## BRIEF
What do the lines from the top of the data through the line with "from the environment" say? Quote them exactly and include both ends.

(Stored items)
//! LocLM agent library.
//!
//! A single-session coding agent: natural-language requests go to an LLM,
//! tool calls embedded in its replies are normalized and executed inside a
//! workspace, and file changes are tracked for diff review.
//!
//! # Architecture
//!
//! - `config`: explicit session configuration, read once from the environment
//! - `runtime`: agent loop, planner, prompts and file change tracking
//! - `tools`: schema catalog, call middleware and tool implementations
//! - `model`: LLM clients (Groq, OpenAI, Ollama) and tool-call extraction
//! - `policy`: workspace path containment
//! - `core`: shared types

pub mod config;
pub mod core;
pub mod model;
pub mod policy;
pub mod runtime;
pub mod tools;

#[cfg(test)]
mod testing;

#[cfg(test)]
mod tests;

pub use config::{AgentConfig, ProviderConfig};
pub use runtime::agent_loop::{AgentLoop, AgentMode, AgentResponse, AgentState, LoopSettings};

/// Filter used when `RUST_LOG` is not set.
pub const DEFAULT_LOG_FILTER: &str = "loclm=debug,info";

// ---------------------------------------------------------------------------
// Shared error type
// ---------------------------------------------------------------------------

#[derive(Debug, thiserror::Error)]
pub enum AppError {
    #[error("configuration error: {0}")]
    Config(String),
    #[error("{0}")]
    Model(#[from] model::ModelError),
    #[error("{0}")]
    Io(#[from] std::io::Error),
}

impl serde::Serialize for AppError {
    fn serialize<S: serde::Serializer>(&self, serializer: S) -> Result<S::Ok, S::Error> {
        serializer.serialize_str(&self.to_string())
    }
}

/// Installs the global tracing subscriber, logging to stderr. Calling it
/// again is a no-op.
pub fn init_tracing() {
    let filter = tracing_subscriber::EnvFilter::try_from_default_env()
        .unwrap_or_else(|_| tracing_subscriber::EnvFilter::new(DEFAULT_LOG_FILTER));
    let _ = tracing_subscriber::fmt()
        .with_env_filter(filter)
        .with_writer(std::io::stderr)
        .try_init();
}
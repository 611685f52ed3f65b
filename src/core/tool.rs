use serde::{Deserialize, Serialize};

/// Function-calling style descriptor rendered from a tool schema, as printed
/// by `/tools json`.
#[derive(Debug, Clone, Serialize, Deserialize)]
pub struct ToolDescriptor {
    pub name: String,
    pub description: String,
    pub input_schema: serde_json::Value,
    #[serde(default, skip_serializing_if = "Vec::is_empty")]
    pub aliases: Vec<String>,
}

#[derive(Debug, Clone, Copy, PartialEq, Eq, Serialize, Deserialize)]
#[serde(rename_all = "snake_case")]
pub enum ToolStatus {
    Success,
    Error,
    Skipped,
}

impl ToolStatus {
    /// Classifies dispatched tool output: anything starting with the literal
    /// `Error:` marker is an error, everything else succeeded.
    pub fn classify(result_text: &str) -> Self {
        if result_text.starts_with("Error:") {
            Self::Error
        } else {
            Self::Success
        }
    }
}

impl std::fmt::Display for ToolStatus {
    fn fmt(&self, f: &mut std::fmt::Formatter<'_>) -> std::fmt::Result {
        let s = match self {
            Self::Success => "success",
            Self::Error => "error",
            Self::Skipped => "skipped",
        };
        f.write_str(s)
    }
}

/// Outcome of one tool dispatch. Built once, never mutated afterwards.
#[derive(Debug, Clone, Serialize, Deserialize)]
pub struct ToolResult {
    pub tool: String,
    pub args: serde_json::Map<String, serde_json::Value>,
    pub result: String,
    pub status: ToolStatus,
    pub warnings: Vec<String>,
}

impl ToolResult {
    pub fn new(
        tool: impl Into<String>,
        args: serde_json::Map<String, serde_json::Value>,
        result: String,
        warnings: Vec<String>,
    ) -> Self {
        let status = ToolStatus::classify(&result);
        Self {
            tool: tool.into(),
            args,
            result,
            status,
            warnings,
        }
    }

    pub fn skipped(
        tool: impl Into<String>,
        reason: impl Into<String>,
        warnings: Vec<String>,
    ) -> Self {
        Self {
            tool: tool.into(),
            args: serde_json::Map::new(),
            result: reason.into(),
            status: ToolStatus::Skipped,
            warnings,
        }
    }

    pub fn is_error(&self) -> bool {
        self.status == ToolStatus::Error
    }
}

#[cfg(test)]
mod tests {
    use super::*;

    #[test]
    fn classify_uses_error_marker_prefix() {
        assert_eq!(ToolStatus::classify("Error: boom"), ToolStatus::Error);
        assert_eq!(ToolStatus::classify("stdout: Error: boom"), ToolStatus::Success);
        assert_eq!(ToolStatus::classify("error: lowercase"), ToolStatus::Success);
    }

    #[test]
    fn skipped_result_keeps_reason() {
        let result = ToolResult::skipped("unknown", "Skipped: invalid tool call format", vec![]);
        assert_eq!(result.status, ToolStatus::Skipped);
        assert!(!result.is_error());
        assert_eq!(result.status.to_string(), "skipped");
    }
}
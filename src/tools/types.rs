//! Shared types and traits for the tool system.
//!
//! - [`Tool`]: capability interface every executable tool implements
//! - [`ToolContext`]: per-call access to the workspace policy and change tracker
//! - [`ToolError`]: failures that end up as `Error: ...` result text

use std::path::{Path, PathBuf};
use std::time::Duration;

use async_trait::async_trait;
use serde_json::{Map, Value};

use crate::policy::{PolicyDecision, PolicyEngine};
use crate::runtime::tracker::FileChangeTracker;
use crate::tools::schema::ToolSchema;

/// Errors that can occur during tool execution.
#[derive(Debug, thiserror::Error)]
pub enum ToolError {
    #[error("invalid input: {0}")]
    InvalidInput(String),
    #[error("path outside workspace: {0}")]
    PathOutsideWorkspace(String),
    #[error("{path} is too large ({size} bytes, limit {limit} bytes)")]
    TooLarge { path: String, size: u64, limit: u64 },
    #[error("not found: {0}")]
    NotFound(String),
    #[error("{0}")]
    Execution(String),
    #[error(transparent)]
    Io(#[from] std::io::Error),
}

/// What a tool gets to work with during one invocation.
pub struct ToolContext<'a> {
    pub policy: &'a PolicyEngine,
    pub tracker: &'a mut FileChangeTracker,
    pub command_timeout: Duration,
}

impl<'a> ToolContext<'a> {
    pub fn new(
        policy: &'a PolicyEngine,
        tracker: &'a mut FileChangeTracker,
        command_timeout: Duration,
    ) -> Self {
        Self {
            policy,
            tracker,
            command_timeout,
        }
    }

    pub fn workspace_root(&self) -> &Path {
        self.policy.workspace_root()
    }

    /// Resolves a path argument through the workspace policy.
    pub fn resolve(&self, raw: &str) -> Result<PathBuf, ToolError> {
        match self.policy.evaluate_path(raw) {
            PolicyDecision::Allow(path) => Ok(path),
            PolicyDecision::Contained { resolved, .. } => Ok(resolved),
            PolicyDecision::Deny { requested } => Err(ToolError::PathOutsideWorkspace(
                requested.display().to_string(),
            )),
        }
    }

    /// Workspace-relative form of `path`, used as the tracker key and in
    /// result text.
    pub fn relative(&self, path: &Path) -> String {
        self.policy.display_relative(path)
    }
}

/// Capability interface for executable tools.
///
/// Tools are shared read-only across sessions, so they must be
/// `Send + Sync` and keep no per-call state.
#[async_trait]
pub trait Tool: Send + Sync {
    fn name(&self) -> &str;

    /// Schema for tools outside the static built-in catalog. Built-ins return
    /// `None` and are described by [`SchemaRegistry::builtin`].
    ///
    /// [`SchemaRegistry::builtin`]: crate::tools::schema::SchemaRegistry::builtin
    fn schema(&self) -> Option<ToolSchema> {
        None
    }

    async fn invoke(
        &self,
        ctx: &mut ToolContext<'_>,
        args: &Map<String, Value>,
    ) -> Result<String, ToolError>;
}

/// Reads a string argument. Scalars other than strings are rendered as text
/// since models often send numbers or booleans for string fields.
pub fn str_arg<'a>(args: &'a Map<String, Value>, key: &str) -> Option<std::borrow::Cow<'a, str>> {
    match args.get(key)? {
        Value::String(s) => Some(std::borrow::Cow::Borrowed(s.as_str())),
        Value::Number(n) => Some(std::borrow::Cow::Owned(n.to_string())),
        Value::Bool(b) => Some(std::borrow::Cow::Owned(b.to_string())),
        _ => None,
    }
}

pub fn required_str<'a>(
    args: &'a Map<String, Value>,
    key: &str,
) -> Result<std::borrow::Cow<'a, str>, ToolError> {
    str_arg(args, key).ok_or_else(|| ToolError::InvalidInput(format!("missing required parameter '{key}'")))
}

/// Truthy booleans: `true`, `"true"`, `"yes"`, `"1"`, non-zero numbers.
pub fn bool_arg(args: &Map<String, Value>, key: &str) -> bool {
    match args.get(key) {
        Some(Value::Bool(b)) => *b,
        Some(Value::String(s)) => matches!(s.trim().to_ascii_lowercase().as_str(), "true" | "yes" | "1"),
        Some(Value::Number(n)) => n.as_f64().is_some_and(|v| v != 0.0),
        _ => false,
    }
}

/// Cuts `text` to at most `max_bytes` on a char boundary, marking the cut.
pub fn truncate_output(text: &str, max_bytes: usize) -> String {
    if text.len() <= max_bytes {
        return text.to_string();
    }
    let mut cut = max_bytes;
    while !text.is_char_boundary(cut) {
        cut -= 1;
    }
    format!("{}\n...[truncated]", &text[..cut])
}

#[cfg(test)]
mod tests {
    use serde_json::json;

    use super::*;

    fn args(value: Value) -> Map<String, Value> {
        value.as_object().cloned().unwrap_or_default()
    }

    #[test]
    fn str_arg_renders_scalars() {
        let a = args(json!({"s": "x", "n": 3, "b": true, "o": {}}));
        assert_eq!(str_arg(&a, "s").as_deref(), Some("x"));
        assert_eq!(str_arg(&a, "n").as_deref(), Some("3"));
        assert_eq!(str_arg(&a, "b").as_deref(), Some("true"));
        assert_eq!(str_arg(&a, "o"), None);
        assert!(required_str(&a, "missing").is_err());
    }

    #[test]
    fn bool_arg_accepts_common_spellings() {
        let a = args(json!({"t": "Yes", "f": "no", "n": 1, "b": false}));
        assert!(bool_arg(&a, "t"));
        assert!(!bool_arg(&a, "f"));
        assert!(bool_arg(&a, "n"));
        assert!(!bool_arg(&a, "b"));
        assert!(!bool_arg(&a, "absent"));
    }

    #[test]
    fn truncate_respects_char_boundaries() {
        assert_eq!(truncate_output("short", 10), "short");
        assert_eq!(truncate_output("héllo", 2), "h\n...[truncated]");
    }
}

## SOLUTION TO THIS TASK
//! LocLM agent library.
//!
//! A single-session coding agent: natural-language requests go to an LLM,
//! tool calls embedded in its replies are normalized and executed inside a
//! workspace, and file changes are tracked for diff review.
//!
//! # Architecture
//!
//! - `config`: explicit session configuration, read once from the environment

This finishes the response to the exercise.